Thank you for you advice. The intention was not to live in Toronto but in the GTA or surrounding areas/towns/cities. I would have been looking for honest advice on general areas that are within budget as mentioned and good/high standard of schooling! Family/community strong areas!!? aswell as areas to be avoided!


----------



## luvcanada (Nov 10, 2011)

It is hard to give specific advice on schools unless someone has personal experience but even that can be different based on the child and the teacher involved. Anyway, you could also investigate Milton about 20 minutes southwest of the airport or Vaughan just east of the airport. Both are rapidly developing communities with new housing. You could use Realtor.ca to search for houses to rent. 

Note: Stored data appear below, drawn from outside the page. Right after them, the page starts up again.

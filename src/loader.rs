//! Epoch table loading
//!
//! Parses tab-separated event tables (header row mandatory, one row per epoch)
//! into [`EpochTable`]s. Unknown columns are ignored; the caller names the score
//! columns it cannot work without.

use crate::error::ComputeError;
use crate::types::{EpochTable, ScoreColumn, StageCode, ONSET_HEADER};
use std::collections::BTreeMap;
use std::fs::File;
use std::io::Read;
use std::path::Path;
use tracing::debug;

/// Loader for tab-separated epoch tables
pub struct EpochTableLoader;

impl EpochTableLoader {
    /// Load a table from disk.
    ///
    /// The file handle is dropped before returning.
    pub fn load_path(path: &Path, required: &[ScoreColumn]) -> Result<EpochTable, ComputeError> {
        let file = File::open(path).map_err(|e| ComputeError::input_not_found(path, e))?;
        let table = Self::load_reader(file, required).map_err(|e| match e {
            ComputeError::MalformedInput(msg) => {
                ComputeError::MalformedInput(format!("{}: {}", path.display(), msg))
            }
            other => other,
        })?;
        debug!(path = %path.display(), epochs = table.len(), "loaded epoch table");
        Ok(table)
    }

    /// Parse a table held in memory
    pub fn parse_str(tsv: &str, required: &[ScoreColumn]) -> Result<EpochTable, ComputeError> {
        Self::load_reader(tsv.as_bytes(), required)
    }

    /// Parse a table from any reader
    pub fn load_reader<R: Read>(
        reader: R,
        required: &[ScoreColumn],
    ) -> Result<EpochTable, ComputeError> {
        let mut rdr = csv::ReaderBuilder::new()
            .delimiter(b'\t')
            .has_headers(true)
            .trim(csv::Trim::All)
            .from_reader(reader);

        let headers = rdr.headers()?.clone();

        let mut onset_idx: Option<usize> = None;
        let mut score_idx: BTreeMap<ScoreColumn, usize> = BTreeMap::new();
        for (idx, header) in headers.iter().enumerate() {
            if header == ONSET_HEADER {
                if onset_idx.replace(idx).is_some() {
                    return Err(duplicate_column(header));
                }
            } else if let Some(column) = ScoreColumn::from_header(header) {
                if score_idx.insert(column, idx).is_some() {
                    return Err(duplicate_column(header));
                }
            }
        }

        for column in required {
            if !score_idx.contains_key(column) {
                return Err(ComputeError::MalformedInput(format!(
                    "required column '{}' is absent",
                    column
                )));
            }
        }

        let mut onset: Option<Vec<f64>> = onset_idx.map(|_| Vec::new());
        let mut scores: BTreeMap<ScoreColumn, Vec<StageCode>> =
            score_idx.keys().map(|&c| (c, Vec::new())).collect();

        for (row, record) in rdr.records().enumerate() {
            let record = record?;
            // Header is line 1
            let line = row + 2;

            if let (Some(idx), Some(values)) = (onset_idx, onset.as_mut()) {
                let value = parse_onset(field(&record, idx), line)?;
                if let Some(&previous) = values.last() {
                    if value < previous {
                        return Err(ComputeError::MalformedInput(format!(
                            "line {}: onset {} precedes previous onset {}",
                            line, value, previous
                        )));
                    }
                }
                values.push(value);
            }

            for (&column, &idx) in &score_idx {
                let code = parse_stage_code(field(&record, idx), column, line)?;
                if let Some(codes) = scores.get_mut(&column) {
                    codes.push(code);
                }
            }
        }

        EpochTable::from_parts(onset, scores)
    }
}

fn field(record: &csv::StringRecord, idx: usize) -> &str {
    record.get(idx).unwrap_or("")
}

fn duplicate_column(header: &str) -> ComputeError {
    ComputeError::MalformedInput(format!("column '{}' appears more than once", header))
}

fn parse_onset(raw: &str, line: usize) -> Result<f64, ComputeError> {
    let value: f64 = raw.parse().map_err(|_| {
        ComputeError::MalformedInput(format!("line {}: invalid onset '{}'", line, raw))
    })?;
    if !value.is_finite() || value < 0.0 {
        return Err(ComputeError::MalformedInput(format!(
            "line {}: onset must be a non-negative number, got '{}'",
            line, raw
        )));
    }
    Ok(value)
}

/// Integer codes may be written as floats (`2.0`) by some exporters.
fn parse_stage_code(raw: &str, column: ScoreColumn, line: usize) -> Result<StageCode, ComputeError> {
    if let Ok(code) = raw.parse::<i32>() {
        return Ok(StageCode(code));
    }
    match raw.parse::<f64>() {
        Ok(value)
            if value.fract() == 0.0 && value >= i32::MIN as f64 && value <= i32::MAX as f64 =>
        {
            Ok(StageCode(value as i32))
        }
        _ => Err(ComputeError::MalformedInput(format!(
            "line {}: invalid stage code '{}' in column '{}'",
            line, raw, column
        ))),
    }
}

#[cfg(test)]
mod tests {
    use super::*;
    use pretty_assertions::assert_eq;
    use std::io::Write;

    fn codes(values: &[i32]) -> Vec<StageCode> {
        values.iter().copied().map(StageCode).collect()
    }

    #[test]
    fn test_parse_psg_table() {
        let tsv = "onset\tduration\tmajority\tai_psg\n\
                   0\t30\t0\t0\n\
                   30\t30\t1\t2\n\
                   60\t30\t8\t2\n";
        let table =
            EpochTableLoader::parse_str(tsv, &[ScoreColumn::Majority, ScoreColumn::AiPsg]).unwrap();

        assert_eq!(table.len(), 3);
        assert_eq!(table.onset(), Some(&[0.0, 30.0, 60.0][..]));
        assert_eq!(table.column(ScoreColumn::Majority), Some(&codes(&[0, 1, 8])[..]));
        assert_eq!(table.column(ScoreColumn::AiPsg), Some(&codes(&[0, 2, 2])[..]));
        assert!(!table.has_column(ScoreColumn::AiHb));
    }

    #[test]
    fn test_missing_required_column() {
        let tsv = "missing_column\n-2\n0\n";
        let result = EpochTableLoader::parse_str(tsv, &[ScoreColumn::AiHb]);
        match result {
            Err(ComputeError::MalformedInput(msg)) => assert!(msg.contains("ai_hb")),
            other => panic!("expected MalformedInput, got {:?}", other),
        }
    }

    #[test]
    fn test_header_only_is_empty_table() {
        let table = EpochTableLoader::parse_str("ai_hb\n", &[ScoreColumn::AiHb]).unwrap();
        assert!(table.is_empty());
        assert_eq!(table.column(ScoreColumn::AiHb), Some(&[][..]));
    }

    #[test]
    fn test_completely_empty_source_lacks_columns() {
        let result = EpochTableLoader::parse_str("", &[ScoreColumn::Majority]);
        assert!(matches!(result, Err(ComputeError::MalformedInput(_))));
    }

    #[test]
    fn test_float_encoded_codes() {
        let table = EpochTableLoader::parse_str("ai_hb\n2.0\n-2.0\n", &[ScoreColumn::AiHb]).unwrap();
        assert_eq!(table.column(ScoreColumn::AiHb), Some(&codes(&[2, -2])[..]));
    }

    #[test]
    fn test_rejects_non_integer_code() {
        let result = EpochTableLoader::parse_str("ai_hb\n1\n2.5\n", &[ScoreColumn::AiHb]);
        match result {
            Err(ComputeError::MalformedInput(msg)) => assert!(msg.contains("line 3")),
            other => panic!("expected MalformedInput, got {:?}", other),
        }
        assert!(EpochTableLoader::parse_str("ai_hb\nW\n", &[ScoreColumn::AiHb]).is_err());
    }

    #[test]
    fn test_rejects_decreasing_or_negative_onset() {
        let decreasing = "onset\tmajority\n0\t1\n60\t1\n30\t1\n";
        assert!(EpochTableLoader::parse_str(decreasing, &[ScoreColumn::Majority]).is_err());

        let negative = "onset\tmajority\n-30\t1\n";
        assert!(EpochTableLoader::parse_str(negative, &[ScoreColumn::Majority]).is_err());

        let repeated = "onset\tmajority\n0\t1\n0\t2\n";
        assert!(EpochTableLoader::parse_str(repeated, &[ScoreColumn::Majority]).is_ok());
    }

    #[test]
    fn test_rejects_duplicate_column() {
        let tsv = "majority\tmajority\n1\t1\n";
        assert!(matches!(
            EpochTableLoader::parse_str(tsv, &[]),
            Err(ComputeError::MalformedInput(_))
        ));
    }

    #[test]
    fn test_ragged_row_is_tsv_error() {
        let tsv = "onset\tmajority\n0\t1\n30\n";
        assert!(matches!(
            EpochTableLoader::parse_str(tsv, &[ScoreColumn::Majority]),
            Err(ComputeError::Csv(_))
        ));
    }

    #[test]
    fn test_load_path() {
        let mut file = tempfile::NamedTempFile::new().unwrap();
        write!(file, "onset\tai_hb\n0\t1\n30\t-2\n").unwrap();

        let table = EpochTableLoader::load_path(file.path(), &[ScoreColumn::AiHb]).unwrap();
        assert_eq!(table.len(), 2);
        assert_eq!(table.count(ScoreColumn::AiHb, StageCode::ARTIFACT), 1);
    }

    #[test]
    fn test_load_missing_path() {
        let result =
            EpochTableLoader::load_path(Path::new("/nonexistent/sub-1_events.tsv"), &[]);
        assert!(matches!(result, Err(ComputeError::InputNotFound { .. })));
    }
}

Regarding the issue of schools. You could also review standardized test scores for the various schools and school boards at EQAO | OQRE. This is a provincial government organization responsible for developing the tests and evaluating the results. Not everyone puts a lot of faith in these evaluations but it is a tool, among others, that you can use to evaluate a school or school system.


----------



## NewChapter (Apr 26, 2012)

Thank you luvcanda, am liking the look of realtor.ca, and I also have downloaded the "Record Card on ontario's Elementry Schools 2011". Seems to give a good outline.


----------